Whatever absurd and profane notions he has rattling around in his head, Berry saves them for his work. His latest offering, IFC’s Year of the Rabbit (a collaboration among Berry, producer Ben Farrell, and writers Andy Riley and Kevin Cecil), is a send-up of the period detective shows that are a staple of British television. Set in Victorian times, it centers on his titular character, Rabbit, a cranky copper who bumbles through every episode but slyly solves the whodunit in the end — a kind of gruff, English Columbo in a waistcoat. In the “why not” fashion typical of Berry’s comedy, the character is missing an eyebrow (a trait the show repeatedly explains away with the intentionally unconvincing line that it was chewed off by a dog last Christmas). He’s named Rabbit — his actual first name, with no surname — not because of any correlation with, say, the Chinese calendar, but because… well, just because.

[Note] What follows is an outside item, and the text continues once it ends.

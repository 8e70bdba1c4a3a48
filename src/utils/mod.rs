//! Shared utilities

pub mod preprocessing;

pub use preprocessing::{ModelInputAdapter, ModelInputs};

“His father couldn’t be bothered giving any of the kids any normal names, so he just named them after animals and then left them outside a church,” Berry says matter-of-factly, as if Rabbit and his father are real. Pressed on the matter, he adds, “We have a huge history over here of these shows, Agatha Christie and stuff, and they all have these names, Inspector This and That. I just wanted to do something stupid with that — give him an animal name and not anything else. So he really is as earthy as you can get in that way. There’s nothing fancy about him at all.”
Rabbit is an inveterate boozehound with a colorful vocabulary. He beats up a schoolteacher on career day to demonstrate interrogation techniques to the children. He tells his rookie partner that the way to keep warm during a wintertime stakeout is to piss himself. He describes the London of his day as “a rat eating its own babies. Babies made of shit. And once it’s eaten its own shit babies, it shits them out again.” He is paired, reluctantly, with two bright-eyed and bushy-tailed colleagues to form a crack investigative team, a juxtaposition which only underscores his baser qualities.
“He’s basically trying to hide the fact that he’s incredibly hungover and not firing on all cylinders,” Berry says. “Whereas his younger sidekicks won’t be, because when you’re that young, you know, you get over a hangover by like 10 o’clock in the morning. I wanted him to be dull, in terms of reactions to things, but effective.”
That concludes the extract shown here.